### TASK INPUT

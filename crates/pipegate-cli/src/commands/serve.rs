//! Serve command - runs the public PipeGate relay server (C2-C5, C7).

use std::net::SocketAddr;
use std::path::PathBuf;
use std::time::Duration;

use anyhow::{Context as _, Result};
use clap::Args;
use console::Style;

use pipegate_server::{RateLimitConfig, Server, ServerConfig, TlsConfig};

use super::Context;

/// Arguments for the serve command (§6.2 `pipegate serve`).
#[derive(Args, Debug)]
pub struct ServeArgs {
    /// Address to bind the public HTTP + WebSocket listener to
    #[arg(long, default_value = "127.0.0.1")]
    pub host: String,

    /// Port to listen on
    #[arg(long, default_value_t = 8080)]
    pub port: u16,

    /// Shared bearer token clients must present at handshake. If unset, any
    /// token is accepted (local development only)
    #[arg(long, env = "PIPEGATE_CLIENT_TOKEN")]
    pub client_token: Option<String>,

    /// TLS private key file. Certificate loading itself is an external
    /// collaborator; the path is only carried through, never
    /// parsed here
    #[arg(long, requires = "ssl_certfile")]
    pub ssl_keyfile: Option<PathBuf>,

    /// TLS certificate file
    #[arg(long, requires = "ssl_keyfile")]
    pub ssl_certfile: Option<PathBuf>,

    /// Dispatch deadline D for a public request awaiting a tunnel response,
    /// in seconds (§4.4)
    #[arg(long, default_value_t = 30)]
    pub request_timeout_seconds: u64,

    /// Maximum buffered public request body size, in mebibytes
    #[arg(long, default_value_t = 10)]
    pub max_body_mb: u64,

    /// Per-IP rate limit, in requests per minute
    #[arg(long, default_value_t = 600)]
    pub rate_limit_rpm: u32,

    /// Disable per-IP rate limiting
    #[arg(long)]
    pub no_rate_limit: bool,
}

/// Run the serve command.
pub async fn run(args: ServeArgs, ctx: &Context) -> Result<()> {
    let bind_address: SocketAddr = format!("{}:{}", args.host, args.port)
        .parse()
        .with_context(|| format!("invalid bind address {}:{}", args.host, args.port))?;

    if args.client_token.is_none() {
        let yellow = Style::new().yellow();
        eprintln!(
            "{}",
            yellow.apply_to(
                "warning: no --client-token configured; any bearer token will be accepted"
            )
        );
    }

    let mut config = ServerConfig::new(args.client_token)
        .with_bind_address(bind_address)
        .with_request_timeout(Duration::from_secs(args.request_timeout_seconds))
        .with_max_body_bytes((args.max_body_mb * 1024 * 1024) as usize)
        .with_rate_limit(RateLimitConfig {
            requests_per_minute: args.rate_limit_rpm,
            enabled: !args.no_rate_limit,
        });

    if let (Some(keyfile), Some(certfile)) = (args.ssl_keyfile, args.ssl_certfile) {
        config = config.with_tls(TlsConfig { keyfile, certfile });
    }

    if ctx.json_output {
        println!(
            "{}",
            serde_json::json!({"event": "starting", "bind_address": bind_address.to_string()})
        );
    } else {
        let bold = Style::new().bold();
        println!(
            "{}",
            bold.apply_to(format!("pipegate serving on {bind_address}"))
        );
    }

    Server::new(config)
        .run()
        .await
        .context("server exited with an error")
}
---
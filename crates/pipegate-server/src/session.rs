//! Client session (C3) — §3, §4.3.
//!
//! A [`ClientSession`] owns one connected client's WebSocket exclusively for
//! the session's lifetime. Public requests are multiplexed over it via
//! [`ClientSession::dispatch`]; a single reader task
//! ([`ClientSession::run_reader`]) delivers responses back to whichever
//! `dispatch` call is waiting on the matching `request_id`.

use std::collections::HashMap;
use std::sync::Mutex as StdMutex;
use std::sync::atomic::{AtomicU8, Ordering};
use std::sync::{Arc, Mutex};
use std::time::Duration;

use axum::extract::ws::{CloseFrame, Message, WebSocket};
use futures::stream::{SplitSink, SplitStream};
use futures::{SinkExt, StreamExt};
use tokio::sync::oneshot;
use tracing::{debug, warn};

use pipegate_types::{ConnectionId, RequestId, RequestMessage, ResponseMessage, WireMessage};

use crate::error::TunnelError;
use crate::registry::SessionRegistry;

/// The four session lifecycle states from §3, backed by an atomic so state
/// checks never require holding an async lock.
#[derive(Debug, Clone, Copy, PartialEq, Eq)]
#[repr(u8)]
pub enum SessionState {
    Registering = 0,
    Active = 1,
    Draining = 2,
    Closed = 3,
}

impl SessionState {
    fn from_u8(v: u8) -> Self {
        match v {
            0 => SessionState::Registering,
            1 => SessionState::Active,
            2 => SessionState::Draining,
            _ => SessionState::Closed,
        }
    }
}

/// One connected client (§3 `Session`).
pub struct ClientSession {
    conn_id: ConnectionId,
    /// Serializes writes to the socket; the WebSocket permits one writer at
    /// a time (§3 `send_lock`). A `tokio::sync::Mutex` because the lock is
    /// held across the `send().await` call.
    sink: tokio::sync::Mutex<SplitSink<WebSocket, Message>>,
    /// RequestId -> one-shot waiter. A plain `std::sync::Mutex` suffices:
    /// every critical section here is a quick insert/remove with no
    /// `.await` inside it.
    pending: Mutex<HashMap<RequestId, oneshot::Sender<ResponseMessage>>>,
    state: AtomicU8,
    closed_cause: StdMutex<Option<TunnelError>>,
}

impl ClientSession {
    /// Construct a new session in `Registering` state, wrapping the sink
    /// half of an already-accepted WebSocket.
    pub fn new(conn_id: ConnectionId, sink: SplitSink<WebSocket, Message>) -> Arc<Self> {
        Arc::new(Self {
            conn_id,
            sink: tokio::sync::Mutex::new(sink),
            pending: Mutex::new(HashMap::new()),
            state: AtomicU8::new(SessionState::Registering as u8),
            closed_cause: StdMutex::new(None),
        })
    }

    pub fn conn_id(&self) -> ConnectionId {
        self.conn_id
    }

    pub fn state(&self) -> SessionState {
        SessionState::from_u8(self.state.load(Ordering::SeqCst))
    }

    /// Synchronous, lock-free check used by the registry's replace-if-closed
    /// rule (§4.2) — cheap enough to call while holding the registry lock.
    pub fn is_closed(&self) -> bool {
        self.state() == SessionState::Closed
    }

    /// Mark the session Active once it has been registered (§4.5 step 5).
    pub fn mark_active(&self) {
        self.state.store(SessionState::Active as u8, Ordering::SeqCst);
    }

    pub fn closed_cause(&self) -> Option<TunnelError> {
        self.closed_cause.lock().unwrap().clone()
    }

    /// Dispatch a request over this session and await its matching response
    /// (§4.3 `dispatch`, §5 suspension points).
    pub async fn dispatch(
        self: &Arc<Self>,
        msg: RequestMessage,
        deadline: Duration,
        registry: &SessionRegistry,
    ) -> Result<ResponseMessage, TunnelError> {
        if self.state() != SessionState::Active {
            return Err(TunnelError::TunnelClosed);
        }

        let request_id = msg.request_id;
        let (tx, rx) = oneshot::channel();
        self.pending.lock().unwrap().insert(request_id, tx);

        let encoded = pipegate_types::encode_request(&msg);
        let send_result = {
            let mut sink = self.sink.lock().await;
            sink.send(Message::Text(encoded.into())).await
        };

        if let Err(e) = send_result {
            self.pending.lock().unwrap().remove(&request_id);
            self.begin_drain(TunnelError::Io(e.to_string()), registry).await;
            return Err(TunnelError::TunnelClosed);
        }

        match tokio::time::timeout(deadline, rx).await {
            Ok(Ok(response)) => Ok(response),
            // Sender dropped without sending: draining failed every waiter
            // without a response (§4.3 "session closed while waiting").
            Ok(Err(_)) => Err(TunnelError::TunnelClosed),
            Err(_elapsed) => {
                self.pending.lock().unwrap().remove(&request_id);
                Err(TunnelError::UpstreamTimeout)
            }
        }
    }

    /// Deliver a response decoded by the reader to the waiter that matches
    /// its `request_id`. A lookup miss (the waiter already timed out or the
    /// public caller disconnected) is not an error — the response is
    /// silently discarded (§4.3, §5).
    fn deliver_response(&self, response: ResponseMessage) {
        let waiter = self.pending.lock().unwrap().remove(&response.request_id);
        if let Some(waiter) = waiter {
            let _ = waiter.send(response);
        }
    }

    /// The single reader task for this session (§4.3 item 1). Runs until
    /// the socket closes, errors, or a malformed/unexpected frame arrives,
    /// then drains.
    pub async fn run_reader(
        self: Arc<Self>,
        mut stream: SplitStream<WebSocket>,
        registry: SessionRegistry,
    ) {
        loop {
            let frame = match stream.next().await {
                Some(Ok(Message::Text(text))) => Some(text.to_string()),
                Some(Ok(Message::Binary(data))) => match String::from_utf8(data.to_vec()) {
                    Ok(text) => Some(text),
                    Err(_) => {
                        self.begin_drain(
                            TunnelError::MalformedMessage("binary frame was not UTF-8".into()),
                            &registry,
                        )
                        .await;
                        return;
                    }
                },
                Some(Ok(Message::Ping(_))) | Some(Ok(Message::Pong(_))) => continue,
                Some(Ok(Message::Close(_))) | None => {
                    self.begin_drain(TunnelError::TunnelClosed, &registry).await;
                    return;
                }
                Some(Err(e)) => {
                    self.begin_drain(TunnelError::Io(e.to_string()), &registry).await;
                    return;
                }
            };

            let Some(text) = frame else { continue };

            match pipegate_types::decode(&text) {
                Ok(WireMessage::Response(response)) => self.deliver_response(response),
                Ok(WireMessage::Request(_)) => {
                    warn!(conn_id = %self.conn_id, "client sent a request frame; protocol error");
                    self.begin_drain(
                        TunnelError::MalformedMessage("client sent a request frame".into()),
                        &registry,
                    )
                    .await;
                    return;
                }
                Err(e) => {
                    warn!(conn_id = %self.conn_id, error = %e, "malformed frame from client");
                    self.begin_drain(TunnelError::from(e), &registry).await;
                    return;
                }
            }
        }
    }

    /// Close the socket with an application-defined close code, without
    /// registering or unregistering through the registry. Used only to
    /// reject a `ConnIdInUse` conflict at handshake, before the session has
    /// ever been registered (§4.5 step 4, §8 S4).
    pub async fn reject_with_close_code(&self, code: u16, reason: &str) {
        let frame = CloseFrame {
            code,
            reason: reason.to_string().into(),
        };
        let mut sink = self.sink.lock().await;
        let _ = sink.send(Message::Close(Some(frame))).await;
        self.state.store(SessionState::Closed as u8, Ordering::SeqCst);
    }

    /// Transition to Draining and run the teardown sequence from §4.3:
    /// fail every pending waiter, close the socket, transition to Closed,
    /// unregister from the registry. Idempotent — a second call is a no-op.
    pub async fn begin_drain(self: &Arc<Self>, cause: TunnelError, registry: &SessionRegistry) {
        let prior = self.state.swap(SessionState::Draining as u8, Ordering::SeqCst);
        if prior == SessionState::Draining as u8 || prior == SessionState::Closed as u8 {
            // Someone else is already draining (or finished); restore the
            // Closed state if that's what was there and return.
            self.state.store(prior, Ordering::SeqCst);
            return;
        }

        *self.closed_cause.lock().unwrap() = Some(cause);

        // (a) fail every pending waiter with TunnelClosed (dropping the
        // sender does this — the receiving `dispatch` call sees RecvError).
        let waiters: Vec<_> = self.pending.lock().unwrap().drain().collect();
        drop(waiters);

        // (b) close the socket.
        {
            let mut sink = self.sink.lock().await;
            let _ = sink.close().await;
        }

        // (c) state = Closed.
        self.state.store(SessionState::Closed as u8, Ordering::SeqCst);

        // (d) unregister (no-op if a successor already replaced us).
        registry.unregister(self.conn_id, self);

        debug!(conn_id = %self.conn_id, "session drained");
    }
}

### WORK REQUIRED
Among the lines of the material above, find those with the word "WebSocket". Copy each one.

### COMPLETED TASK
    /// Address to bind the public HTTP + WebSocket listener to
//! A [`ClientSession`] owns one connected client's WebSocket exclusively for
use axum::extract::ws::{CloseFrame, Message, WebSocket};
    /// Serializes writes to the socket; the WebSocket permits one writer at
    sink: tokio::sync::Mutex<SplitSink<WebSocket, Message>>,
    /// half of an already-accepted WebSocket.
    pub fn new(conn_id: ConnectionId, sink: SplitSink<WebSocket, Message>) -> Arc<Self> {
        mut stream: SplitStream<WebSocket>,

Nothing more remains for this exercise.